Posted July 13, 2015 12:43 PM by Brush Research

Wire wheel brushes are wheel-shaped brushing tools with sturdy hubs and metal wire filaments. They are used for cutting, cleaning, deburring, edge blending, polishing, and surface finishing. A type of power brush, wire wheels are motor-driven and may feature an arbor hole or keyway that supports their use with grinding equipment or CNC machinery. Different types of wire wheel brushes are available, but tool selection begins with an understanding of the basic wire wheel types: crimped and knotted. Manufacturers also need to consider brush tool specifications and their own application requirements.

Crimped Wire Wheels for Uniform Brushing

Crimped wire wheel brushes feature carbon steel, stainless steel, or brass filaments that look wavy, bent, or pinched. Crimping separates these metal filaments from each other and helps to reduce the wire fatigue and wire breakage that's caused by flexing, bending, and vibrations. Crimped wheels that are made with oil-tempered wire may cost more, but they typically last longer. During normal wheel brush use, small pieces of wire break off and leave fresh cutting edges exposed. Crimps help to create cleaner breaks. They also support consistent, uniform brushing since the tool's cutting action is at the filament tips.

Most crimped wire wheels feature a 2" arbor hole that supports their use with shafts ranging from 1/2" to 1". These wire wheel brushes are available in a range of sizes, but 6 and 8 inches are the most common diameters. The base material of the part or workpiece determines which filament type to select, and filament or wire size is a function of finishing requirements. Face width is also important to consider, and manufacturers can choose narrow, medium, wide, or extra wide. Narrower brush faces are ideal for corners, crevices, and irregular surfaces. Wider brush faces provide consistent brushing over larger areas.

Knotted Wire Wheels for Aggressive Brushing

Knotted wire wheel brushes feature knots or twists of metal wire, typically carbon steel or stainless steel. They support aggressive cutting and absorb bending and vibrations that can cause wire fatigue. Standard or twisted tuft brushes are twisted for about two-thirds of the filament length. The remaining third is flared slightly. With larger wire sizes and applications that require heavier brushing action, the knots may be twisted for their entire length. These knotted wire wheel brushes are known as cable twists, and are often used in oilfields and with oil pipelines.

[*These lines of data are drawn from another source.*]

//! # Vocal
//!
//! 纯 Rust 实现的 Creative Voice File (VOC) 音频容器库, 对标 FFmpeg 的
//! `voc` 解封装器与封装器.
//!
//! VOC 是 Sound Blaster 时代的块结构音频容器: 固定文件头之后是一串
//! 类型化的数据块, 流参数由第一个携带负载的数据块决定. 本库把这些数据块
//! 切分为带时间戳的数据包, 并支持 seek 与写出.
//!
//! # 快速开始
//!
//! ```rust,no_run
//! use vocal::format::IoContext;
//!
//! let registry = vocal::default_format_registry();
//! let mut io = IoContext::open_read("sound.voc").unwrap();
//! let mut demuxer = registry.open_input(&mut io, Some("sound.voc")).unwrap();
//! while let Ok(pkt) = demuxer.read_packet(&mut io) {
//!     println!("pts={} size={}", pkt.pts, pkt.size());
//! }
//! ```
//!
//! # Crate 结构
//!
//! | Crate | 功能 |
//! |-------|------|
//! | `vocal-core` | 核心类型: 错误、时间戳、有理数、声道布局 |
//! | `vocal-codec` | 编解码器标识与数据包 |
//! | `vocal-format` | VOC 解封装/封装、I/O、Seek 索引、格式探测 |

/// 核心类型与工具 (对标 libavutil)
pub use vocal_core as core;

/// 编解码器标识与数据包 (对标 libavcodec 的公共类型)
pub use vocal_codec as codec;

/// 容器格式框架 (对标 libavformat)
pub use vocal_format as format;

pub mod logging;

/// 获取 Vocal 版本号
pub fn version() -> &'static str {
    env!("CARGO_PKG_VERSION")
}

/// 创建已注册所有内置容器格式的注册表
pub fn default_format_registry() -> vocal_format::FormatRegistry {
    let mut registry = vocal_format::FormatRegistry::new();
    vocal_format::register_all(&mut registry);
    registry
}
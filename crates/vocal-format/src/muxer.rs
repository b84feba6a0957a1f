//! 封装器 (Muxer) trait 定义.
//!
//! 对标 FFmpeg 的 `AVOutputFormat`, 定义了将数据包写入容器格式的接口.

use vocal_codec::Packet;
use vocal_core::VocalResult;

use crate::format_id::FormatId;
use crate::io::IoContext;
use crate::stream::Stream;

/// 封装器 trait
///
/// 使用流程:
/// 1. 调用 `write_header()` 写入容器头部
/// 2. 循环调用 `write_packet()` 写入数据包
/// 3. 调用 `write_trailer()` 写入容器尾部
pub trait Muxer: Send {
    /// 获取格式标识
    fn format_id(&self) -> FormatId;

    /// 获取格式名称
    fn name(&self) -> &str;

    /// 写入容器头部
    fn write_header(&mut self, io: &mut IoContext, streams: &[Stream]) -> VocalResult<()>;

    /// 写入一个数据包
    fn write_packet(&mut self, io: &mut IoContext, packet: &Packet) -> VocalResult<()>;

    /// 写入容器尾部, 完成封装
    fn write_trailer(&mut self, io: &mut IoContext) -> VocalResult<()>;
}
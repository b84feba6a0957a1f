//! # vocal-codec
//!
//! 编解码器标识与 Packet 抽象.
//!
//! 本 crate 不做任何解码, 只描述数据包属于哪种编码,
//! 以及如何由字节数推算采样数 (对标 libavcodec 的
//! `av_get_bits_per_sample` / `av_get_audio_frame_duration2`).

pub mod codec_id;
pub mod packet;

// 重导出常用类型
pub use codec_id::CodecId;
pub use packet::Packet;
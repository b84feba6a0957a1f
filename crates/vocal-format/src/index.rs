//! Seek 索引.
//!
//! 对标 FFmpeg 的 `AVIndexEntry` / `av_add_index_entry` /
//! `av_index_search_timestamp`. 解封装器在读取过程中记录 (字节偏移, 时间戳,
//! 剩余负载) 三元组, 之后 seek 时可以直接恢复到这些边界.

/// 索引条目
#[derive(Debug, Clone, Copy, PartialEq, Eq)]
pub struct IndexEntry {
    /// 在容器中的字节偏移
    pub pos: u64,
    /// 时间戳 (以流的 time_base 为单位)
    pub timestamp: i64,
    /// 格式相关的大小信息 (VOC: 该位置处当前数据块尚未输出的负载字节数)
    pub size: u64,
    /// 是否为关键帧
    pub is_keyframe: bool,
}

/// 按时间戳升序排列的索引
#[derive(Debug, Clone, Default)]
pub struct StreamIndex {
    entries: Vec<IndexEntry>,
}

impl StreamIndex {
    /// 添加索引条目
    ///
    /// 已存在相同时间戳的条目时用新条目替换.
    pub fn add(&mut self, entry: IndexEntry) {
        match self
            .entries
            .binary_search_by_key(&entry.timestamp, |e| e.timestamp)
        {
            Ok(i) => self.entries[i] = entry,
            Err(i) => self.entries.insert(i, entry),
        }
    }

    /// 查找时间戳对应的条目下标
    ///
    /// - `backward = true`: 时间戳不大于目标的最后一个条目
    /// - `backward = false`: 时间戳不小于目标的第一个条目
    pub fn search(&self, timestamp: i64, backward: bool) -> Option<usize> {
        let after = self.entries.partition_point(|e| e.timestamp <= timestamp);
        if backward {
            after.checked_sub(1)
        } else {
            let first_ge = self.entries.partition_point(|e| e.timestamp < timestamp);
            (first_ge < self.entries.len()).then_some(first_ge)
        }
    }

    /// 按下标获取条目
    pub fn get(&self, i: usize) -> Option<&IndexEntry> {
        self.entries.get(i)
    }

    /// 第一个条目
    pub fn first(&self) -> Option<&IndexEntry> {
        self.entries.first()
    }

    /// 最后一个条目
    pub fn last(&self) -> Option<&IndexEntry> {
        self.entries.last()
    }

    /// 条目数量
    pub fn len(&self) -> usize {
        self.entries.len()
    }

    /// 是否为空
    pub fn is_empty(&self) -> bool {
        self.entries.is_empty()
    }

    /// 所有条目
    pub fn entries(&self) -> &[IndexEntry] {
        &self.entries
    }
}

#[cfg(test)]
mod tests {
    use super::*;

    fn entry(pos: u64, timestamp: i64) -> IndexEntry {
        IndexEntry {
            pos,
            timestamp,
            size: 0,
            is_keyframe: true,
        }
    }

    #[test]
    fn test_添加保持有序并替换重复时间戳() {
        let mut index = StreamIndex::default();
        index.add(entry(300, 2048));
        index.add(entry(26, 0));
        index.add(entry(100, 1024));
        index.add(entry(110, 1024));
        let stamps: Vec<i64> = index.entries().iter().map(|e| e.timestamp).collect();
        assert_eq!(stamps, vec![0, 1024, 2048]);
        assert_eq!(index.get(1).unwrap().pos, 110);
    }

    #[test]
    fn test_向前向后查找() {
        let mut index = StreamIndex::default();
        for (i, ts) in [0i64, 1000, 2000].iter().enumerate() {
            index.add(entry(i as u64 * 10, *ts));
        }
        assert_eq!(index.search(1500, true), Some(1));
        assert_eq!(index.search(1500, false), Some(2));
        assert_eq!(index.search(1000, true), Some(1));
        assert_eq!(index.search(1000, false), Some(1));
        assert_eq!(index.search(-1, true), None);
        assert_eq!(index.search(2500, false), None);
        assert_eq!(index.search(2500, true), Some(2));
    }
}
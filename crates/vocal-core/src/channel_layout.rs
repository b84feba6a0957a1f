//! 音频声道布局定义.
//!
//! 对标 FFmpeg 的 `AVChannelLayout`. VOC 文件只声明声道数,
//! 单声道/立体声之外的布局没有扬声器位置信息.

use bitflags::bitflags;
use std::fmt;

bitflags! {
    /// 声道位掩码, 每个位代表一个扬声器位置
    #[derive(Debug, Clone, Copy, PartialEq, Eq, Hash)]
    pub struct ChannelMask: u64 {
        /// 前方左声道
        const FRONT_LEFT   = 1 << 0;
        /// 前方右声道
        const FRONT_RIGHT  = 1 << 1;
        /// 前方中央声道
        const FRONT_CENTER = 1 << 2;
    }
}

/// 声道布局
#[derive(Debug, Clone, Copy, PartialEq, Eq, Hash)]
pub struct ChannelLayout {
    /// 声道数量 (0 表示尚未确定)
    pub channels: u32,
    /// 声道位掩码 (非标准布局为空)
    pub mask: ChannelMask,
}

impl ChannelLayout {
    /// 尚未确定的布局
    pub const UNSPECIFIED: Self = Self {
        channels: 0,
        mask: ChannelMask::empty(),
    };

    /// 单声道
    pub const MONO: Self = Self {
        channels: 1,
        mask: ChannelMask::FRONT_CENTER,
    };

    /// 立体声 (左右)
    pub const STEREO: Self = Self {
        channels: 2,
        mask: ChannelMask::FRONT_LEFT.union(ChannelMask::FRONT_RIGHT),
    };

    /// 根据声道数创建默认布局
    pub fn from_channels(channels: u32) -> Self {
        match channels {
            0 => Self::UNSPECIFIED,
            1 => Self::MONO,
            2 => Self::STEREO,
            n => Self {
                channels: n,
                mask: ChannelMask::empty(),
            },
        }
    }
}

impl fmt::Display for ChannelLayout {
    fn fmt(&self, f: &mut fmt::Formatter<'_>) -> fmt::Result {
        match *self {
            Self::UNSPECIFIED => write!(f, "unknown"),
            Self::MONO => write!(f, "mono"),
            Self::STEREO => write!(f, "stereo"),
            _ => write!(f, "{}ch", self.channels),
        }
    }
}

In addition to knot or twist type, face width is an important specification to consider. Standard or twisted tuft brushes are available in medium and wide faces for uniform, heavy brushing. Stringer bead wire wheel brushes are a type of cable twist brush with a very narrow face. They're used for surface finishing small channels and grooves, and for preparing pipes prior to welding. Like crimped wire wheel brushes with a narrow face, stringer bead brushes have longer trim for finishing irregular surfaces with corners and crevices. These knotted wire wheel brushes can also be used for cleaning cracks in asphalt and concrete.

Get the Industrial Brushes Technical Booklet

Now that you understand the basics about crimped wire and knotted wire wheel brushes, it's time to learn how to use them under power. The Use of Industrial Brushes Guide from Brush Research Manufacturing (BRM) explains what you need to know, and includes safety guidelines. You'll also find valuable information about other types of power brushes for surface finishing and deburring. There's even information about BRM Flex-Hone® tools. Download The Use of Industrial Brushes Guide now.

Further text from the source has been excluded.